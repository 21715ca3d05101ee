use std::fs;
use std::path::{Path, PathBuf};
use std::sync::atomic::{AtomicU64, Ordering};
use std::sync::{Arc, Mutex};
use std::time::Duration;

use serde::{Deserialize, Serialize};
use thiserror::Error;

use dlc_sdk::{
    Collaborators, ContractEvent, DlcNode, NodeConfig, NodeError, Oracle, Participant,
    ParticipantId, Price, RandomWalkSource, SATS_PER_BTC, SystemClock,
};
use dlc_store::{DlcStore, StoreError};

use crate::simulated::{SimulatedBroadcaster, SimulatedSigner, SimulatedWallet};
use crate::views::{AppState, ContractView, PriceView};

const CONFIG_FILE: &str = "dlc_config.json";
const DB_FILE: &str = "dlc.sqlite";

#[derive(Debug, Error)]
pub enum StateError {
    #[error("failed to create {}: {source}", path.display())]
    DataDir {
        path: PathBuf,
        source: std::io::Error,
    },

    #[error("non-UTF-8 data directory: {}", .0.display())]
    NonUtf8Path(PathBuf),

    #[error("failed to open store: {0}")]
    Store(#[from] StoreError),

    #[error(transparent)]
    Node(#[from] NodeError),
}

// ============================================================================
// Persisted configuration
// ============================================================================

#[derive(Debug, Clone, PartialEq, Eq, Serialize, Deserialize)]
#[serde(rename_all = "camelCase")]
pub struct ParticipantConfig {
    pub id: String,
    pub name: String,
    pub public_key: String,
    pub balance_sats: u64,
}

impl ParticipantConfig {
    pub fn to_participant(&self) -> Participant {
        Participant {
            id: ParticipantId::new(self.id.clone()),
            name: self.name.clone(),
            public_key: self.public_key.clone(),
            balance: self.balance_sats,
        }
    }
}

#[derive(Debug, Clone, PartialEq, Eq, Serialize, Deserialize)]
#[serde(rename_all = "camelCase", default)]
pub struct AppConfig {
    pub participant1: ParticipantConfig,
    pub participant2: ParticipantConfig,
    pub oracle_name: String,
    pub oracle_public_key: String,
    pub initial_price_cents: u64,
    pub price_threshold_cents: u64,
    pub min_duration_hours: u32,
    pub max_duration_hours: u32,
    pub poll_interval_secs: u64,
    pub confirmation_delay_secs: u64,
}

impl Default for AppConfig {
    fn default() -> Self {
        Self {
            participant1: ParticipantConfig {
                id: "1".into(),
                name: "Alice".into(),
                public_key: "02abc...123".into(),
                balance_sats: SATS_PER_BTC + SATS_PER_BTC / 2,
            },
            participant2: ParticipantConfig {
                id: "2".into(),
                name: "Bob".into(),
                public_key: "03def...456".into(),
                balance_sats: 2 * SATS_PER_BTC,
            },
            oracle_name: "Price Oracle".into(),
            oracle_public_key: "02xyz...789".into(),
            initial_price_cents: Price::from_dollars(30_000).cents(),
            price_threshold_cents: Price::from_dollars(100).cents(),
            min_duration_hours: 1,
            max_duration_hours: 168,
            poll_interval_secs: 5,
            confirmation_delay_secs: 5,
        }
    }
}

impl AppConfig {
    pub fn oracle(&self) -> Oracle {
        Oracle {
            name: self.oracle_name.clone(),
            public_key: self.oracle_public_key.clone(),
        }
    }

    pub fn node_config(&self) -> NodeConfig {
        NodeConfig {
            poll_interval: Duration::from_secs(self.poll_interval_secs.max(1)),
            confirmation_delay: Duration::from_secs(self.confirmation_delay_secs),
            ..Default::default()
        }
    }

    fn load(dir: &Path) -> Option<Self> {
        let contents = fs::read_to_string(dir.join(CONFIG_FILE)).ok()?;
        match serde_json::from_str(&contents) {
            Ok(config) => Some(config),
            Err(e) => {
                log::warn!("ignoring unreadable {CONFIG_FILE}: {e}");
                None
            }
        }
    }

    fn save(&self, dir: &Path) {
        let path = dir.join(CONFIG_FILE);
        match serde_json::to_string_pretty(self) {
            Ok(json) => {
                if let Err(e) = fs::write(&path, json) {
                    log::warn!("failed to write {}: {e}", path.display());
                }
            }
            Err(e) => log::warn!("failed to encode config: {e}"),
        }
    }
}

// ============================================================================
// App state manager
// ============================================================================

pub struct AppStateManager {
    data_dir: PathBuf,
    config: AppConfig,
    node: DlcNode<DlcStore>,
    revision: Arc<AtomicU64>,
}

impl AppStateManager {
    /// Load (or create) the config in `data_dir`, open the contract database
    /// and restore every stored contract.
    pub fn open(data_dir: PathBuf) -> Result<Self, StateError> {
        fs::create_dir_all(&data_dir).map_err(|source| StateError::DataDir {
            path: data_dir.clone(),
            source,
        })?;

        let config = match AppConfig::load(&data_dir) {
            Some(config) => config,
            None => {
                log::info!("first launch: writing default {CONFIG_FILE}");
                let config = AppConfig::default();
                config.save(&data_dir);
                config
            }
        };

        let db_path = data_dir.join(DB_FILE);
        let db_path = db_path
            .to_str()
            .ok_or_else(|| StateError::NonUtf8Path(data_dir.clone()))?;
        let store = DlcStore::open(db_path)?;

        let collaborators = Collaborators {
            inputs: Arc::new(SimulatedWallet::default()),
            signer: Arc::new(SimulatedSigner),
            broadcaster: Arc::new(SimulatedBroadcaster),
            clock: Arc::new(SystemClock),
        };
        let (node, _rx) = DlcNode::with_store(
            collaborators,
            Arc::new(Mutex::new(store)),
            config.node_config(),
        )?;
        log::info!(
            "opened {} with {} contracts",
            data_dir.display(),
            node.store().len()
        );

        Ok(Self {
            data_dir,
            config,
            node,
            revision: Arc::new(AtomicU64::new(0)),
        })
    }

    /// Seed the oracle with the configured price and start polling. Must be
    /// called from within a tokio runtime.
    pub fn start(&self) -> Result<(), StateError> {
        let initial = Price(self.config.initial_price_cents);
        self.node.record_price(initial);
        self.node.start_oracle(Arc::new(RandomWalkSource::new(initial)))?;
        self.node.resume_confirmations()?;

        // Commands bump the revision themselves; only background changes
        // are counted here.
        let mut events = self.node.subscribe();
        let revision = self.revision.clone();
        tokio::spawn(async move {
            use tokio::sync::broadcast::error::RecvError;
            loop {
                match events.recv().await {
                    Ok(event) if is_background(&event) => {
                        revision.fetch_add(1, Ordering::AcqRel);
                        log::debug!("background event: {:?}", event.contract_id());
                    }
                    Ok(_) => {}
                    Err(RecvError::Lagged(n)) => {
                        revision.fetch_add(n, Ordering::AcqRel);
                    }
                    Err(RecvError::Closed) => break,
                }
            }
        });
        Ok(())
    }

    pub fn shutdown(&self) {
        self.node.shutdown();
    }

    pub fn node(&self) -> &DlcNode<DlcStore> {
        &self.node
    }

    pub fn config(&self) -> &AppConfig {
        &self.config
    }

    pub fn data_dir(&self) -> &Path {
        &self.data_dir
    }

    pub fn revision(&self) -> u64 {
        self.revision.load(Ordering::Acquire)
    }

    pub fn bump_revision(&self) {
        self.revision.fetch_add(1, Ordering::AcqRel);
    }

    pub fn now(&self) -> chrono::DateTime<chrono::Utc> {
        self.node.store().now()
    }

    pub fn contract_view(&self, contract: &dlc_sdk::Contract) -> ContractView {
        ContractView::new(contract, self.now())
    }

    pub fn snapshot(&self) -> Result<AppState, String> {
        let now = self.now();
        let contracts = self
            .node
            .list()
            .map_err(|e| e.to_string())?
            .iter()
            .map(|c| ContractView::new(c, now))
            .collect();
        Ok(AppState {
            revision: self.revision(),
            oracle_price: self.node.current_price().as_ref().map(PriceView::from),
            contracts,
        })
    }
}

/// Events raised by the oracle poller or a confirmation timer rather than
/// by a command.
fn is_background(event: &ContractEvent) -> bool {
    matches!(
        event,
        ContractEvent::PriceObserved(_) | ContractEvent::Confirmed(_)
    )
}
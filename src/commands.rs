use serde::{Deserialize, Serialize};

use dlc_sdk::{Contract, ContractId, ContractTerms, ParticipantId, Price};

use crate::state::AppStateManager;
use crate::views::{AppState, ContractView, PriceView};

// ============================================================================
// Requests
// ============================================================================

#[derive(Debug, Clone, Deserialize)]
#[serde(rename_all = "camelCase")]
pub struct CreateContractRequest {
    pub target_price_cents: u64,
    pub collateral_sats: u64,
    pub duration_hours: u32,
}

#[derive(Debug, Clone, Deserialize)]
#[serde(rename_all = "camelCase")]
pub struct ContractRef {
    pub contract_id: String,
}

#[derive(Debug, Clone, Deserialize)]
#[serde(rename_all = "camelCase")]
pub struct SignRequest {
    pub contract_id: String,
    pub participant_id: String,
}

/// One client request: `{"command": "...", "args": {...}}`.
#[derive(Debug, Clone, Deserialize)]
#[serde(tag = "command", content = "args", rename_all = "snake_case")]
pub enum Command {
    CreateContract(CreateContractRequest),
    SignContract(SignRequest),
    BroadcastContract(ContractRef),
    ExecuteContract(ContractRef),
    CancelContract(ContractRef),
    GetContract(ContractRef),
    ListContracts,
    GetOraclePrice,
    GetAppState,
}

#[derive(Debug, Clone, Serialize)]
pub struct Response {
    #[serde(skip_serializing_if = "Option::is_none")]
    pub id: Option<serde_json::Value>,
    pub ok: bool,
    #[serde(skip_serializing_if = "Option::is_none")]
    pub data: Option<serde_json::Value>,
    #[serde(skip_serializing_if = "Option::is_none")]
    pub error: Option<String>,
}

// ============================================================================
// Helpers
// ============================================================================

fn parse_id(raw: &str) -> Result<ContractId, String> {
    ContractId::from_hex(raw.trim()).map_err(|e| e.to_string())
}

fn validate_request(request: &CreateContractRequest, mgr: &AppStateManager) -> Result<(), String> {
    let config = mgr.config();
    if request.target_price_cents == 0 {
        return Err("target price must be > 0".to_string());
    }
    if request.collateral_sats == 0 {
        return Err("collateral must be > 0".to_string());
    }
    if request.duration_hours < config.min_duration_hours
        || request.duration_hours > config.max_duration_hours
    {
        return Err(format!(
            "duration must be {}-{} hours",
            config.min_duration_hours, config.max_duration_hours
        ));
    }
    Ok(())
}

fn view(mgr: &AppStateManager, contract: &Contract) -> ContractView {
    mgr.bump_revision();
    mgr.contract_view(contract)
}

// ============================================================================
// Contract commands
// ============================================================================

pub async fn create_contract(
    request: CreateContractRequest,
    mgr: &AppStateManager,
) -> Result<ContractView, String> {
    validate_request(&request, mgr)?;
    let config = mgr.config();
    let terms = ContractTerms::winner_takes_all(
        Price(request.target_price_cents),
        request.collateral_sats,
        Price(config.price_threshold_cents),
    );
    let contract = mgr
        .node()
        .create_contract(
            terms,
            config.participant1.to_participant(),
            config.participant2.to_participant(),
            config.oracle(),
            chrono::Duration::hours(i64::from(request.duration_hours)),
        )
        .await
        .map_err(|e| e.to_string())?;
    Ok(view(mgr, &contract))
}

pub async fn sign_contract(
    request: SignRequest,
    mgr: &AppStateManager,
) -> Result<ContractView, String> {
    let id = parse_id(&request.contract_id)?;
    let participant = ParticipantId::new(request.participant_id);
    let outcome = mgr
        .node()
        .sign(&id, &participant)
        .await
        .map_err(|e| e.to_string())?;
    Ok(view(mgr, &outcome.contract))
}

pub async fn broadcast_contract(
    request: ContractRef,
    mgr: &AppStateManager,
) -> Result<ContractView, String> {
    let id = parse_id(&request.contract_id)?;
    let contract = mgr.node().broadcast(&id).await.map_err(|e| e.to_string())?;
    Ok(view(mgr, &contract))
}

/// Settle at the latest oracle price.
pub async fn execute_contract(
    request: ContractRef,
    mgr: &AppStateManager,
) -> Result<ContractView, String> {
    let id = parse_id(&request.contract_id)?;
    let contract = mgr
        .node()
        .execute_at_current_price(&id)
        .await
        .map_err(|e| e.to_string())?;
    Ok(view(mgr, &contract))
}

pub async fn cancel_contract(
    request: ContractRef,
    mgr: &AppStateManager,
) -> Result<ContractView, String> {
    let id = parse_id(&request.contract_id)?;
    let contract = mgr.node().cancel(&id).await.map_err(|e| e.to_string())?;
    Ok(view(mgr, &contract))
}

pub fn get_contract(request: ContractRef, mgr: &AppStateManager) -> Result<ContractView, String> {
    let id = parse_id(&request.contract_id)?;
    let contract = mgr.node().get(&id).map_err(|e| e.to_string())?;
    Ok(mgr.contract_view(&contract))
}

pub fn list_contracts(mgr: &AppStateManager) -> Result<Vec<ContractView>, String> {
    let now = mgr.now();
    Ok(mgr
        .node()
        .list()
        .map_err(|e| e.to_string())?
        .iter()
        .map(|c| ContractView::new(c, now))
        .collect())
}

pub fn get_oracle_price(mgr: &AppStateManager) -> Result<PriceView, String> {
    mgr.node()
        .current_price()
        .as_ref()
        .map(PriceView::from)
        .ok_or_else(|| "no oracle price observed yet".to_string())
}

pub fn get_app_state(mgr: &AppStateManager) -> Result<AppState, String> {
    mgr.snapshot()
}

// ============================================================================
// Dispatch
// ============================================================================

fn to_value<T: Serialize>(value: T) -> Result<serde_json::Value, String> {
    serde_json::to_value(value).map_err(|e| format!("failed to encode response: {e}"))
}

pub async fn dispatch(
    command: Command,
    mgr: &AppStateManager,
) -> Result<serde_json::Value, String> {
    match command {
        Command::CreateContract(req) => to_value(create_contract(req, mgr).await?),
        Command::SignContract(req) => to_value(sign_contract(req, mgr).await?),
        Command::BroadcastContract(req) => to_value(broadcast_contract(req, mgr).await?),
        Command::ExecuteContract(req) => to_value(execute_contract(req, mgr).await?),
        Command::CancelContract(req) => to_value(cancel_contract(req, mgr).await?),
        Command::GetContract(req) => to_value(get_contract(req, mgr)?),
        Command::ListContracts => to_value(list_contracts(mgr)?),
        Command::GetOraclePrice => to_value(get_oracle_price(mgr)?),
        Command::GetAppState => to_value(get_app_state(mgr)?),
    }
}

/// Parse one request line, run it and build the response. The optional
/// top-level `id` is echoed back.
pub async fn handle_line(line: &str, mgr: &AppStateManager) -> Response {
    let mut value: serde_json::Value = match serde_json::from_str(line) {
        Ok(v) => v,
        Err(e) => return Response::failure(None, format!("invalid JSON: {e}")),
    };
    let id = value.as_object_mut().and_then(|m| m.remove("id"));
    let command: Command = match serde_json::from_value(value) {
        Ok(c) => c,
        Err(e) => return Response::failure(id, format!("invalid command: {e}")),
    };
    log::debug!("command: {command:?}");
    match dispatch(command, mgr).await {
        Ok(data) => Response {
            id,
            ok: true,
            data: Some(data),
            error: None,
        },
        Err(e) => {
            log::info!("command failed: {e}");
            Response::failure(id, e)
        }
    }
}

impl Response {
    fn failure(id: Option<serde_json::Value>, error: String) -> Self {
        Self {
            id,
            ok: false,
            data: None,
            error: Some(error),
        }
    }
}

**EXERCISE**: Gather each line in the data that holds the string "DataDir".

**OUTPUT BELOW**:
    DataDir {
        fs::create_dir_all(&data_dir).map_err(|source| StateError::DataDir {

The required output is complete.